2.4. Tubulin Gene Alterations in BC

We investigated single nucleotide mutations and copy number alterations (including gene amplification and gene deletion) of 27 tubulin genes and one pseudogene in 6714 BC tumor samples from 4205 meta-study cases. Alterations of tubulin genes in each tumor are shown in Tables S15 and S16. As shown in Figure 2, gene amplification and fusion were the most and the least frequent alteration types respectively, in the tubulin genes. Among the tubulin genes, TUBD1 (11% of cases) and TUBB1 (6.6% of cases) were the most frequently altered and amplified, and TUBA1A (0.5% of cases) and TUBA1B (0.52% of cases) were the least frequently altered tubulin genes. TUBA3D was found as the least (0.14% of cases) amplified gene. In the point of view of gene deletion, TUBB3 was the most (2.57% of cases) deleted gene in the tumors, while TUBA1A, TUBA1B, TUBA1C and TUBAL3 genes were not deleted in any of the samples (Figure 2).
We also investigated the genetic alterations of tubulin isoforms in PAM50 characterized 436 luminal A, 255 luminal B, 109 HER2-enriched and 188 basal-like subtypes of breast invasive ductal carcinoma tumor samples from The Cancer Genome Atlas (TCGA) studies [65,66]. Heatmap expression plot of PAM50 panel genes for each subtype are shown in Figure S1. Detailed data of gene alterations in each tumor subtype is shown in Tables S17–S24. Results showed that TUBB1 was the most frequently altered and amplified tubulin gene in the luminal A (5.05% of cases), the luminal B (7.06% of cases) and the HER2-enriched (13.76% of cases) subtypes, while TUBB8 was the most frequently altered (19.15% of cases) and amplified tubulin gene in the basal-like subtype (Figure 2C–E, Tables S17–S24). Interestingly, TUBB3 was the most frequently deleted tubulin isoform gene in the luminal A (2.29% of cases), the luminal B (1.96% of cases) and the HER2-enriched (2.75% of cases) subtypes, whereas, the basal-like tumors showed TUBGCP5 as the most frequent (3.72% of cases) deleted tubulin gene and TUBB3 was found amplified in 3.19% of the cases (Figure 2C–E, Tables S17–S24).

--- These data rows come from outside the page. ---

//! Spectral post-processing of recorded waveforms
//!
//! Transforms use the `e^{−iωt}` convention of the sources:
//! `X(ω) = Σ x(t_n) e^{iωt_n} dt`, so a source oscillating as `e^{−iω0 t}`
//! appears at positive frequency `ω0`.

use crate::domain::source::TimeProfile;
use crate::engine::array::Complex64;
use crate::error::{Error, Result};
use crate::grid::SPEED_OF_LIGHT;
use crate::utilities::analytical::{discrete_vacuum_wavenumber, discrete_wavenumber_squared};
use num_traits::Zero;
use rustfft::FftPlanner;
use std::f64::consts::PI;

/// Complex spectrum on non-negative frequencies (Hz)
#[derive(Debug, Clone, Default)]
pub struct Spectrum {
    pub frequencies: Vec<f64>,
    pub values: Vec<Complex64>,
}

impl Spectrum {
    pub fn len(&self) -> usize {
        self.values.len()
    }

    pub fn is_empty(&self) -> bool {
        self.values.is_empty()
    }

    /// Value of the bin nearest to `frequency`
    pub fn value_at(&self, frequency: f64) -> Option<Complex64> {
        let f0 = *self.frequencies.first()?;
        let df = self.frequencies.get(1)? - f0;
        let i = ((frequency - f0) / df).round();
        if i < 0.0 {
            return None;
        }
        self.values.get(i as usize).copied()
    }

    /// Bins with `fmin <= f <= fmax`
    pub fn band(&self, fmin: f64, fmax: f64) -> impl Iterator<Item = (f64, Complex64)> + '_ {
        self.frequencies
            .iter()
            .zip(&self.values)
            .filter(move |(f, _)| **f >= fmin && **f <= fmax)
            .map(|(f, v)| (*f, *v))
    }
}

/// Uniform sampling step of `times`
fn sampling_step(times: &[f64]) -> Result<f64> {
    if times.len() < 2 {
        return Err(Error::Configuration(
            "a spectrum needs at least two samples".into(),
        ));
    }
    let dt = times[1] - times[0];
    let uniform = times
        .windows(2)
        .all(|w| ((w[1] - w[0]) - dt).abs() <= 1e-6 * dt);
    if !(dt > 0.0 && uniform) {
        return Err(Error::Configuration(
            "samples must be uniformly spaced in time".into(),
        ));
    }
    Ok(dt)
}

/// Spectrum of a uniformly sampled waveform, zero padded to `padding` times its length
pub fn spectrum(times: &[f64], values: &[Complex64], padding: usize) -> Result<Spectrum> {
    if times.len() != values.len() {
        return Err(Error::Configuration(format!(
            "{} times for {} values",
            times.len(),
            values.len()
        )));
    }
    let dt = sampling_step(times)?;
    let n = values.len() * padding.max(1);

    let mut buffer = vec![Complex64::zero(); n];
    buffer[..values.len()].copy_from_slice(values);
    let mut planner = FftPlanner::new();
    let fft = planner.plan_fft_inverse(n);
    fft.process(&mut buffer);

    let t0 = times[0];
    let (frequencies, values) = buffer
        .iter()
        .take(n / 2 + 1)
        .enumerate()
        .map(|(k, v)| {
            let f = k as f64 / (n as f64 * dt);
            (f, v * Complex64::from_polar(dt, 2.0 * PI * f * t0))
        })
        .unzip();
    Ok(Spectrum {
        frequencies,
        values,
    })
}

/// Displacement field driven by a uniform current at each recorded time
///
/// `times` must lie on the step grid `n·dt`; the value at step `n` is
/// `−c·dt·Σ_{m<n} s(m·dt + dt/2)`, the exact accumulation of the injection.
pub fn source_flux(profile: &TimeProfile, times: &[f64], dt: f64) -> Vec<Complex64> {
    let cdt = SPEED_OF_LIGHT * dt;
    let mut out = Vec::with_capacity(times.len());
    let mut accumulated = Complex64::zero();
    let mut step = 0usize;
    for &t in times {
        let target = (t / dt).round().max(0.0) as usize;
        while step < target {
            accumulated -= profile.value((step as f64 + 0.5) * dt) * cdt;
            step += 1;
        }
        out.push(accumulated);
    }
    out
}

/// Effective permittivity from a current-driven run
///
/// `e_values` is the demodulated average of the driven electric component,
/// `k` the forced wavevector (perpendicular to that component). With the
/// grid-consistent wavenumbers of the leapfrog the retrieval
/// `ε(ω) = D_J(ω)/E(ω) + k²/k0²` is exact for a homogeneous medium.
pub fn effective_permittivity(
    times: &[f64],
    e_values: &[Complex64],
    profile: &TimeProfile,
    k: [f64; 3],
    dt: f64,
    resolution: f64,
    padding: usize,
) -> Result<Spectrum> {
    let flux = source_flux(profile, times, dt);
    let d = spectrum(times, &flux, padding)?;
    let e = spectrum(times, e_values, padding)?;
    let k_squared: f64 = k
        .iter()
        .map(|&ka| discrete_wavenumber_squared(ka, resolution))
        .sum();

    let (frequencies, values) = d
        .frequencies
        .iter()
        .zip(d.values.iter().zip(&e.values))
        .skip(1)
        .map(|(&f, (dv, ev))| {
            let k0 = discrete_vacuum_wavenumber(2.0 * PI * f, dt);
            (f, dv / ev + k_squared / (k0 * k0))
        })
        .unzip();
    Ok(Spectrum {
        frequencies,
        values,
    })
}

#[cfg(test)]
mod tests {
    use super::*;
    use approx::assert_relative_eq;

    #[test]
    fn test_single_tone_lands_on_its_bin() {
        let dt = 1e-3;
        let n = 1000;
        let f0 = 50.0;
        let times: Vec<f64> = (0..n).map(|i| i as f64 * dt).collect();
        let values: Vec<Complex64> = times
            .iter()
            .map(|&t| Complex64::from_polar(1.0, -2.0 * PI * f0 * t))
            .collect();
        let s = spectrum(&times, &values, 1).unwrap();
        assert_relative_eq!(s.frequencies[50], f0, max_relative = 1e-12);
        assert_relative_eq!(s.value_at(f0).unwrap().norm(), 1.0, max_relative = 1e-9);
        assert!(s.value_at(2.0 * f0).unwrap().norm() < 1e-9);
    }

    #[test]
    fn test_padding_refines_bins() {
        let times: Vec<f64> = (0..8).map(|i| i as f64).collect();
        let values = vec![Complex64::new(1.0, 0.0); 8];
        let s = spectrum(&times, &values, 4).unwrap();
        assert_eq!(s.len(), 17);
        assert_relative_eq!(s.frequencies[1], 1.0 / 32.0);
        assert_relative_eq!(s.values[0].re, 8.0, epsilon = 1e-12);
    }

    #[test]
    fn test_nonuniform_sampling_rejected() {
        let times = [0.0, 1.0, 3.0];
        let values = [Complex64::zero(); 3];
        assert!(spectrum(&times, &values, 1).is_err());
    }

    #[test]
    fn test_source_flux_accumulates() {
        let profile = TimeProfile::continuous(0.0);
        let dt = 1e-15;
        let times = [dt, 2.0 * dt, 4.0 * dt];
        let flux = source_flux(&profile, &times, dt);
        let cdt = SPEED_OF_LIGHT * dt;
        assert_relative_eq!(flux[0].re, -cdt, max_relative = 1e-12);
        assert_relative_eq!(flux[2].re, -4.0 * cdt, max_relative = 1e-12);
    }
}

2.5. Tubulin Gene Mutations in BC

Totally, 336 single nucleotide mutations including missenses, deletions, frame-shifts and splice variants were found in the tubulin genes in meta-study samples. Detail for each mutation is shown in Table S25. TUBD1 (30 different mutations) and TUBB4A (four mutations) was respectively the must and the least frequently mutated tubulin isoforms (Figure 3A). Guanine (G) and cytosine (C) were the most commonly mutated nucleotide type and G > A and C > T were the most frequent substitution type in the all tubulin genes. However, adenine (A) and thymine (T) were rarely mutated (Figure 3B,C). Totally, 14 single case fusions were detected. The most frequently fused tubulin isoform was TUBD1 (on chromosome 17). TUBD1 gene was found fused with MYO18A (on chromosome 17), TIAF1 (on chromosome 17), CDK12 (on chromosome 17), HEATR6 (on chromosome 17), DLGAP4 (on chromosome 17), TRIM37 (on chromosome 17), TMEM106A (on chromosome 17), SYNRG (on chromosome 17) and EPB41L1 (on chromosome 20) genes (Figure 3D). Results also showed fusion of TUBB2B (on chromosome 6) with PAQR5 (on chromosome 20), TUBB3 (on chromosome 16) with AFG3L1P (on chromosome 16), TUBB6 (on chromosome 18) with ROBO1 (on chromosome 3), TUBGCP3 (on chromosome 13) with FARP1 (on chromosome 13) and TUBGCP4 (on chromosome 15) with TMEM62 (on chromosome 15) (Figure 3D). Detail for mutations in each BC subtypes is shown in Tables S26–S29. TUBD1, TUBA3C, TUBB4B and TUBA3D were the most frequently missense mutated tubulin genes in the luminal A (Figure 3D), the luminal B (Figure 3E), the HER2-enriched (Figure 3F) and the basal-like (Figure 3G) tumors, respectively. No gene fusion was found for tubulin genes in the tumor subtypes.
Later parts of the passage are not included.